(Data listing)

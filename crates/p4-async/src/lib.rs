//! # p4-async
//!
//! Non-blocking adapter over a synchronous, single-session version-control
//! client.
//!
//! ## Purpose
//!
//! The wrapped client can run one command at a time and blocks for the
//! duration of each command. `P4Async` lets any number of async tasks share
//! it: calls are queued to a dedicated worker thread and awaited, so callers
//! never block a runtime thread and the session never sees two calls at once.
//!
//! ## Guarantees
//!
//! | Guarantee | Enforcement |
//! |-----------|-------------|
//! | Session calls never overlap | `service/serializer.rs` - gate mutex |
//! | Queued calls run in call order | `service/serializer.rs` - single worker FIFO |
//! | Failures reach the caller unchanged | `error.rs` - `AdapterError::Command` |
//! | A panicking call does not wedge the session | `service/serializer.rs` - `catch_unwind` |
//! | Scoped use ends disconnected | `service/lifecycle.rs` - `scope` |
//!
//! ## Operation Names
//!
//! Operations can be called directly (`afetch`, `asave`, ...) or resolved
//! from a name:
//!
//! ```rust,ignore
//! let client = adapter
//!     .resolve("afetch_client")?
//!     .call(OperationArgs::new(["ws1"]))
//!     .await?
//!     .into_record();
//! ```
//!
//! ## Module Structure (Hexagonal Architecture)
//!
//! ```text
//! ┌─────────────────────────────────────────────────────────────────┐
//! │  adapters/memory.rs  - InMemorySession (scripted, journaled)    │
//! └─────────────────────────────────────────────────────────────────┘
//!                          ↑ implements ↑
//! ┌─────────────────────────────────────────────────────────────────┐
//! │  ports/inbound.rs  - AsyncCommandApi                            │
//! │  ports/outbound.rs - BlockingSession                            │
//! └─────────────────────────────────────────────────────────────────┘
//!                          ↑ uses ↑
//! ┌─────────────────────────────────────────────────────────────────┐
//! │  service/  - serializer, protocol helpers, adapter, resolver,   │
//! │              lifecycle                                          │
//! │  domain/   - OperationName, CommandForm                         │
//! └─────────────────────────────────────────────────────────────────┘
//! ```

#![cfg_attr(test, allow(clippy::unwrap_used, clippy::expect_used))]

pub mod adapters;
pub mod config;
pub mod domain;
pub mod error;
pub mod ports;
pub mod service;

pub use adapters::{CallRecord, InMemorySession, SessionJournal};
pub use config::AdapterConfig;
pub use domain::{OperationArgs, OperationName, RunWrapMethod, SimpleMethod};
pub use error::{AdapterError, Result};
pub use ports::{AsyncCommandApi, BlockingSession};
pub use service::{
    Execution, ExecutionSerializer, OperationOutput, P4Async, PendingOperation, RecordStream,
    ResolvedOperation, SerializerStats,
};

pub use p4_types::{Record, SessionError, SpecFieldTable, SpecFields};
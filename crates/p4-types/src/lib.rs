//! # Shared Types Crate
//!
//! Value types shared by the blocking session port and the async adapter.
//!
//! ## Design Principles
//!
//! - **Opaque records**: `Record` carries command output without interpreting
//!   it. The adapter only asks whether a record is structured and reads a
//!   single named field.
//! - **Static spec knowledge**: `SpecFieldTable` is built once by the client
//!   and never mutated by the adapter.

pub mod errors;
pub mod record;
pub mod spec_fields;

pub use errors::SessionError;
pub use record::Record;
pub use spec_fields::{SpecFieldTable, SpecFields};
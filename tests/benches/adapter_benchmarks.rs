//! # Adapter Benchmarks
//!
//! Overhead the adapter adds on top of the session call itself:
//!
//! | Path | Measures |
//! |------|----------|
//! | `arun` | queue, worker hand-off, completion channel |
//! | `run(.., false)` | gate acquisition only |
//! | `afetch` | queued call plus record selection |
//! | `OperationName::parse` | name classification |

use criterion::{black_box, criterion_group, criterion_main, Criterion};
use p4_async::{InMemorySession, OperationName, P4Async, Record};
use tokio::runtime::Runtime;

fn server() -> P4Async<InMemorySession> {
    let session = InMemorySession::new()
        .respond("info", vec![Record::spec([("serverVersion", "P4D/2024.1")])])
        .respond(
            "client",
            vec![Record::text("warning"), Record::spec([("Client", "ws1")])],
        );
    P4Async::new(session).expect("adapter starts")
}

fn bench_round_trips(c: &mut Criterion) {
    let rt = Runtime::new().expect("runtime starts");
    let adapter = server();

    let mut group = c.benchmark_group("adapter-round-trip");

    group.bench_function("arun_queued", |b| {
        b.iter(|| rt.block_on(adapter.arun(black_box("info"), &[])).unwrap())
    });

    group.bench_function("run_inline", |b| {
        b.iter(|| {
            adapter
                .run(black_box("info"), &[], false)
                .into_completed()
                .unwrap()
                .unwrap()
        })
    });

    group.bench_function("afetch_queued", |b| {
        b.iter(|| rt.block_on(adapter.afetch(black_box("client"), &["ws1"])).unwrap())
    });

    group.finish();
}

fn bench_name_classification(c: &mut Criterion) {
    let mut group = c.benchmark_group("operation-name");
    for name in ["arun_files", "adelete_shelve", "aiterate_clients", "afoobar"] {
        group.bench_function(name, |b| b.iter(|| OperationName::parse(black_box(name))));
    }
    group.finish();
}

criterion_group!(benches, bench_round_trips, bench_name_classification);
criterion_main!(benches);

(End Data listing)

> [Aim of the exercise]
Count up the lines in the preceding data that include the word "SpecFieldTable"; respond with the number only.

> [Result]
3